Zora Neale Hurston, a known American novelist, speaks about her life in the sense of how she is independent of her race yet still connected to it. Being a major part of the Harlem Renaissance, Hurston wrote the piece to convey the individuality in her dark-skinned self as well as point out the fact that, despite differing skin tones, we are all human inside. She wrote for the rest of the black community with the intention of letting others feel self-pride in their own ways as well. 

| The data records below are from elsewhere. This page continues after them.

use std::time::{Duration, Instant};

use tracing::info;

use super::{LlmGateway, LlmGatewayError, LlmGatewayRequest, LlmGatewayResponse};

#[derive(Debug, Clone, PartialEq)]
pub struct LlmTelemetryEvent {
    pub outcome: &'static str,
    pub latency_ms: u64,
    pub model: Option<String>,
    pub provider_request_id: Option<String>,
    pub prompt_tokens: Option<u32>,
    pub completion_tokens: Option<u32>,
    pub total_tokens: Option<u32>,
    pub estimated_cost_usd: Option<f64>,
    pub error_type: Option<&'static str>,
}

pub async fn generate_with_telemetry(
    llm_gateway: &dyn LlmGateway,
    request: LlmGatewayRequest,
) -> (
    Result<LlmGatewayResponse, LlmGatewayError>,
    LlmTelemetryEvent,
) {
    let started_at = Instant::now();
    let result = llm_gateway.generate(request).await;
    let telemetry = telemetry_for_result(started_at.elapsed(), &result);
    (result, telemetry)
}

pub fn log_telemetry(telemetry: &LlmTelemetryEvent) {
    info!(
        outcome = telemetry.outcome,
        model = ?telemetry.model,
        provider_request_id = ?telemetry.provider_request_id,
        latency_ms = telemetry.latency_ms,
        prompt_tokens = ?telemetry.prompt_tokens,
        completion_tokens = ?telemetry.completion_tokens,
        total_tokens = ?telemetry.total_tokens,
        estimated_cost_usd = ?telemetry.estimated_cost_usd,
        error_type = ?telemetry.error_type,
        metric_name = "llm_generation",
        "llm generation metrics"
    );
}

fn telemetry_for_result(
    latency: Duration,
    result: &Result<LlmGatewayResponse, LlmGatewayError>,
) -> LlmTelemetryEvent {
    let latency_ms = duration_to_millis(latency);
    match result {
        Ok(response) => {
            let usage = response.usage.clone().unwrap_or_default();
            let has_usage = response.usage.is_some();
            let estimated_cost_usd = if has_usage {
                estimate_cost_usd(
                    &response.model,
                    usage.prompt_tokens,
                    usage.completion_tokens,
                )
            } else {
                None
            };

            LlmTelemetryEvent {
                outcome: "success",
                latency_ms,
                model: Some(response.model.clone()),
                provider_request_id: response.provider_request_id.clone(),
                prompt_tokens: has_usage.then_some(usage.prompt_tokens),
                completion_tokens: has_usage.then_some(usage.completion_tokens),
                total_tokens: has_usage.then_some(usage.total_tokens),
                estimated_cost_usd,
                error_type: None,
            }
        }
        Err(err) => LlmTelemetryEvent {
            outcome: "failure",
            latency_ms,
            model: None,
            provider_request_id: None,
            prompt_tokens: None,
            completion_tokens: None,
            total_tokens: None,
            estimated_cost_usd: None,
            error_type: Some(err.kind()),
        },
    }
}

fn duration_to_millis(duration: Duration) -> u64 {
    u64::try_from(duration.as_millis()).unwrap_or(u64::MAX)
}

fn estimate_cost_usd(model: &str, prompt_tokens: u32, completion_tokens: u32) -> Option<f64> {
    let pricing = pricing_for_model(model)?;
    let prompt = f64::from(prompt_tokens);
    let completion = f64::from(completion_tokens);
    let total = (prompt * pricing.input_per_million + completion * pricing.output_per_million)
        / 1_000_000.0;
    Some((total * 1_000_000.0).round() / 1_000_000.0)
}

#[derive(Debug, Clone, Copy)]
struct ModelPricing {
    input_per_million: f64,
    output_per_million: f64,
}

fn pricing_for_model(model: &str) -> Option<ModelPricing> {
    let normalized = model.trim().to_ascii_lowercase();
    if normalized.starts_with("gpt-4o-mini") {
        return Some(ModelPricing {
            input_per_million: 0.15,
            output_per_million: 0.60,
        });
    }

    if normalized.starts_with("gpt-4o") {
        return Some(ModelPricing {
            input_per_million: 2.50,
            output_per_million: 10.00,
        });
    }

    None
}
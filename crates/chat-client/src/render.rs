use std::fmt::Write;

use shared::models::{EnergyLevel, MiniPractice, MoodTag, PracticeEnvironment, Role};

use crate::session::ChatTurn;

pub fn render_turn(turn: &ChatTurn) -> String {
    let speaker = match turn.role {
        Role::User => "you",
        Role::Assistant => "koa",
        Role::System => "system",
    };

    let mut out = format!("{speaker}> {}", turn.content);
    if let Some(practice) = &turn.mini_practice {
        out.push_str("\n\n");
        out.push_str(&render_practice(practice));
    }
    out
}

pub fn render_practice(practice: &MiniPractice) -> String {
    let mut out = format!(
        "  [{}] {} · {} energy · {}",
        practice.title,
        practice.duration,
        energy_label(practice.energy_level),
        environment_label(practice.environment),
    );

    if !practice.mood_tags.is_empty() {
        let tags = practice
            .mood_tags
            .iter()
            .map(|tag| mood_label(*tag))
            .collect::<Vec<_>>()
            .join(", ");
        let _ = write!(out, "\n  for: {tags}");
    }

    for (index, step) in practice.steps.iter().enumerate() {
        let _ = write!(out, "\n  {}. {step}", index + 1);
    }

    if let Some(note) = practice.note.as_deref().filter(|note| !note.trim().is_empty()) {
        let _ = write!(out, "\n  note: {note}");
    }

    out
}

const fn energy_label(level: EnergyLevel) -> &'static str {
    match level {
        EnergyLevel::Low => "low",
        EnergyLevel::Medium => "medium",
        EnergyLevel::High => "high",
    }
}

const fn environment_label(environment: PracticeEnvironment) -> &'static str {
    match environment {
        PracticeEnvironment::AtDesk => "at your desk",
        PracticeEnvironment::Commute => "on the commute",
        PracticeEnvironment::Bedtime => "at bedtime",
        PracticeEnvironment::Flexible => "anywhere",
    }
}

const fn mood_label(tag: MoodTag) -> &'static str {
    match tag {
        MoodTag::Stressed => "stressed",
        MoodTag::Anxious => "anxious",
        MoodTag::Tired => "tired",
        MoodTag::Sad => "sad",
        MoodTag::Restless => "restless",
        MoodTag::Overwhelmed => "overwhelmed",
        MoodTag::Unfocused => "unfocused",
        MoodTag::Lonely => "lonely",
    }
}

In this essay, Hurston expressed her feelings towards race while growing up. Going into school as a child never made her look back on her identity in a negative light despite being surrounded by lighter-skinned citizens with that exact goal in mind. They wanted her to feel shame, but she never found a reason to fall into despair when the slavery her ancestors were subjected to had ended a long time ago for her. Despite knowing that many people wanted her to feel ‘colored’ in society, Hurston points out that she never felt ‘colored’ unless she was put in a large majority of the contrasting skin tone and vice versa if only for the idea of being the odd one out in regards to appearance. 

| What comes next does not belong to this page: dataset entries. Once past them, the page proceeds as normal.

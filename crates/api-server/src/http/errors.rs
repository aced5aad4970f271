use axum::Json;
use axum::http::StatusCode;
use axum::response::{IntoResponse, Response};
use shared::models::{ErrorResponse, KoaReply};

pub(super) fn bad_request_response(message: &str) -> Response {
    (
        StatusCode::BAD_REQUEST,
        Json(ErrorResponse {
            error: message.to_string(),
        }),
    )
        .into_response()
}

pub(super) fn upstream_failure_response(reply: KoaReply) -> Response {
    (StatusCode::INTERNAL_SERVER_ERROR, Json(reply)).into_response()
}
// ABOUTME: Route definitions for the Aether HTTP API.
// ABOUTME: Assembles the agent and work-item endpoints into one Axum Router with request tracing.

use axum::Router;
use axum::routing::{get, post};
use tower_http::trace::TraceLayer;

use crate::api;
use crate::app_state::SharedState;

/// Build the complete Axum router with all routes and shared state.
pub fn create_router(state: SharedState) -> Router {
    Router::new()
        .route("/health", get(health))
        .route("/api/agents", get(api::agents::list_agents))
        .route("/api/agents/{name}/history", get(api::agents::agent_history))
        .route("/api/agents/{name}/messages", post(api::agents::post_message))
        .route("/api/work-items", get(api::work_items::list_work_items))
        .route("/api/work-items/{id}", get(api::work_items::get_work_item))
        .layer(TraceLayer::new_for_http())
        .with_state(state)
}

/// Health check handler. Returns 200 OK with a simple JSON body.
async fn health() -> axum::Json<serde_json::Value> {
    axum::Json(serde_json::json!({ "status": "ok" }))
}
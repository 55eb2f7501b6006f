// ABOUTME: Role and persona instruction text, the tool-usage guide, and the pool of agent names.
// ABOUTME: BuiltinPersonas is the default PersonaProvider; NamePool hands out each name at most once.

use std::collections::VecDeque;

use rand::seq::SliceRandom;

use aether_core::AgentRole;

const CEO_INSTRUCTIONS: &str = "You are the CEO of Aether Swarm and the only agent who talks with the client. \
    Your job is to deliver the product the client asks for. Ask the client for clarification when you need it \
    and keep them informed about progress. You cannot do the work yourself: hire a team and delegate.";

const PROJECT_MANAGER_INSTRUCTIONS: &str = "You are the Project Manager. You break large requests into small, \
    well-described work items, assign them to Coders and Testers, and track them until they are completed. \
    You do not write or test code yourself.";

const CODER_INSTRUCTIONS: &str = "You are a Coder. You write and modify code to satisfy the work items \
    assigned to you. When an item is done, complete it with a short note and hand testing work to a Tester.";

const TESTER_INSTRUCTIONS: &str = "You are a Tester. You verify the behavior of code written by the Coders \
    and report what you find. You do not modify the application's source code.";

/// The six thinking hats, in the order they are offered to the hire tool.
const HATS: [(&str, &str); 6] = [
    (
        "blue",
        "You keep the process on track. Set the agenda, decide who should work on what, \
         and drive the team toward the objective rather than producing content yourself.",
    ),
    (
        "white",
        "You are objective and data-driven. Work from facts and available information, \
         call out what is missing, and avoid opinion.",
    ),
    (
        "red",
        "You speak from intuition. Share gut reactions, likes and worries openly, \
         without needing to justify them.",
    ),
    (
        "black",
        "You are the careful critic. Look for risks, weaknesses and reasons a plan might fail, \
         and say so plainly.",
    ),
    (
        "yellow",
        "You are the optimist. Look for value and benefits, and explain why an idea can work.",
    ),
    (
        "green",
        "You are the creative one. Offer alternatives, new ideas and unusual approaches.",
    ),
];

/// Static reference text embedded in every agent's system instructions.
pub const TOOL_USAGE_GUIDE: &str = "Tools you may have, depending on your role:\n\
    - message: send a message to one agent by name and wait for the reply. You cannot message yourself.\n\
    - broadcast: send one message to every other agent; replies come back one per line as \"name: reply\".\n\
    - hire: hire a new agent with a role and a personality hat. You are told the new agent's name.\n\
    - createWorkItem: create a work item with a title and a description. The id is assigned for you.\n\
    - assignWorkItem: assign a work item id to an agent by name. The agent is notified.\n\
    - getWorkItemDetail: read the status, assignee and comments of a work item.\n\
    - completeWorkItem: mark a work item completed, optionally with a note.\n\n\
    Tool results that start with \"Error:\" mean the action did not happen. Read them and adjust.";

/// Source of the instruction text composed into a new agent's prompt.
pub trait PersonaProvider: Send + Sync {
    fn role_instructions(&self, role: AgentRole) -> String;

    /// Instruction text for a persona tag, or None if the tag is unknown.
    fn persona_instructions(&self, tag: &str) -> Option<String>;

    /// Every tag `persona_instructions` accepts.
    fn persona_tags(&self) -> Vec<String>;
}

/// Built-in roles and the six thinking-hat personas.
#[derive(Debug, Clone, Copy, Default)]
pub struct BuiltinPersonas;

impl PersonaProvider for BuiltinPersonas {
    fn role_instructions(&self, role: AgentRole) -> String {
        match role {
            AgentRole::Ceo => CEO_INSTRUCTIONS,
            AgentRole::ProjectManager => PROJECT_MANAGER_INSTRUCTIONS,
            AgentRole::Coder => CODER_INSTRUCTIONS,
            AgentRole::Tester => TESTER_INSTRUCTIONS,
        }
        .to_string()
    }

    fn persona_instructions(&self, tag: &str) -> Option<String> {
        let tag = tag.trim();
        HATS.iter()
            .find(|(color, _)| color.eq_ignore_ascii_case(tag))
            .map(|(_, text)| text.to_string())
    }

    fn persona_tags(&self) -> Vec<String> {
        HATS.iter().map(|(color, _)| color.to_string()).collect()
    }
}

pub const DEFAULT_NAMES: [&str; 50] = [
    "Aaliyah", "Alejandro", "Ananya", "Bao", "Carlos", "Chen", "Chiamaka", "Chloe", "David",
    "Elena", "Fatima", "Freja", "Gabriel", "Hassan", "Ibrahim", "Isabella", "Jakub", "Jamal",
    "Javier", "Ji-hoon", "Katarina", "Kenji", "Lamar", "Lei", "Liam", "Lin", "Maria", "Mateo",
    "Mei", "Mohammed", "Nikolai", "Nkechi", "Noah", "Olga", "Omar", "Priya", "Quang", "Raj",
    "Ryu", "Samira", "Santiago", "Sofia", "Sven", "Tariq", "Tatiana", "Wei", "Yara", "Yuki",
    "Zane", "Zoe",
];

/// A finite supply of agent names. Each name is handed out at most once.
#[derive(Debug, Clone)]
pub struct NamePool {
    remaining: VecDeque<String>,
}

impl NamePool {
    /// A pool that hands out `names` in the given order.
    pub fn new<I, S>(names: I) -> Self
    where
        I: IntoIterator<Item = S>,
        S: Into<String>,
    {
        Self {
            remaining: names.into_iter().map(Into::into).collect(),
        }
    }

    /// The default names in a fresh random order.
    pub fn shuffled() -> Self {
        let mut names: Vec<&str> = DEFAULT_NAMES.to_vec();
        names.shuffle(&mut rand::thread_rng());
        Self::new(names)
    }

    /// Next unused name, or None once the pool is exhausted.
    pub fn next_name(&mut self) -> Option<String> {
        self.remaining.pop_front()
    }

    pub fn remaining(&self) -> usize {
        self.remaining.len()
    }
}

#[cfg(test)]
mod tests {
    use super::*;
    use std::collections::HashSet;

    #[test]
    fn every_role_has_instructions() {
        for role in AgentRole::ALL {
            assert!(!BuiltinPersonas.role_instructions(role).is_empty());
        }
    }

    #[test]
    fn persona_lookup_is_case_insensitive() {
        assert!(BuiltinPersonas.persona_instructions("Blue").is_some());
        assert!(BuiltinPersonas.persona_instructions(" GREEN ").is_some());
        assert!(BuiltinPersonas.persona_instructions("purple").is_none());
        assert_eq!(BuiltinPersonas.persona_tags().len(), 6);
    }

    #[test]
    fn deterministic_pool_follows_given_order_then_runs_out() {
        let mut pool = NamePool::new(["Priya", "Kenji"]);
        assert_eq!(pool.next_name().as_deref(), Some("Priya"));
        assert_eq!(pool.next_name().as_deref(), Some("Kenji"));
        assert_eq!(pool.next_name(), None);
    }

    #[test]
    fn shuffled_pool_hands_out_each_default_name_once() {
        let mut pool = NamePool::shuffled();
        let mut seen = HashSet::new();
        while let Some(name) = pool.next_name() {
            assert!(seen.insert(name), "name handed out twice");
        }
        assert_eq!(seen.len(), DEFAULT_NAMES.len());
    }
}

Hurston’s juxtaposition of certain phrases and use of rhetorical devices such as sarcasm and somewhat elaborate metaphors or analogies was what really enforced her ideas. Her use of sarcasm in one line caught my attention. She wrote, “Someone is always at my elbow reminding me that I am the grand-daughter of slaves. It fails to register depression with me. Slavery is sixty years in the past. The operation was successful and the patient is doing well, thank you (Hurston 115). The dismissive attitude towards being “tragically colored”, as she put it, amazed me in an admirable manner. Even if her grandparents did not share the same social status as the whites, she was still human either way and should not have to look back on those events to let it define her as a person. Her bag analogy of all the different races also drove home the argument of everyone being human despite their skin color. She wrote, "But in the main, I feel like a brown bag of miscellany propped against a wall. Against a wall in company with other bags, white, red and yellow" (Hurlston 117). Hurlston continued on to explain that, even if a person were to empty out all the bags into a pile and randomly refill them, their contents would not change much at all. The bags would all still contain the same sorts of junk. With these kinds of comparisons that are easy to visualize, Hurston was able to successfully make her point to the audience.

Bibliography
History.com Staff. "Harlem Renaissance." History.com. A&E Television Networks, 2009. Web. 26 Aug. 2016.


Even if our tones are different, the skin is all made the same.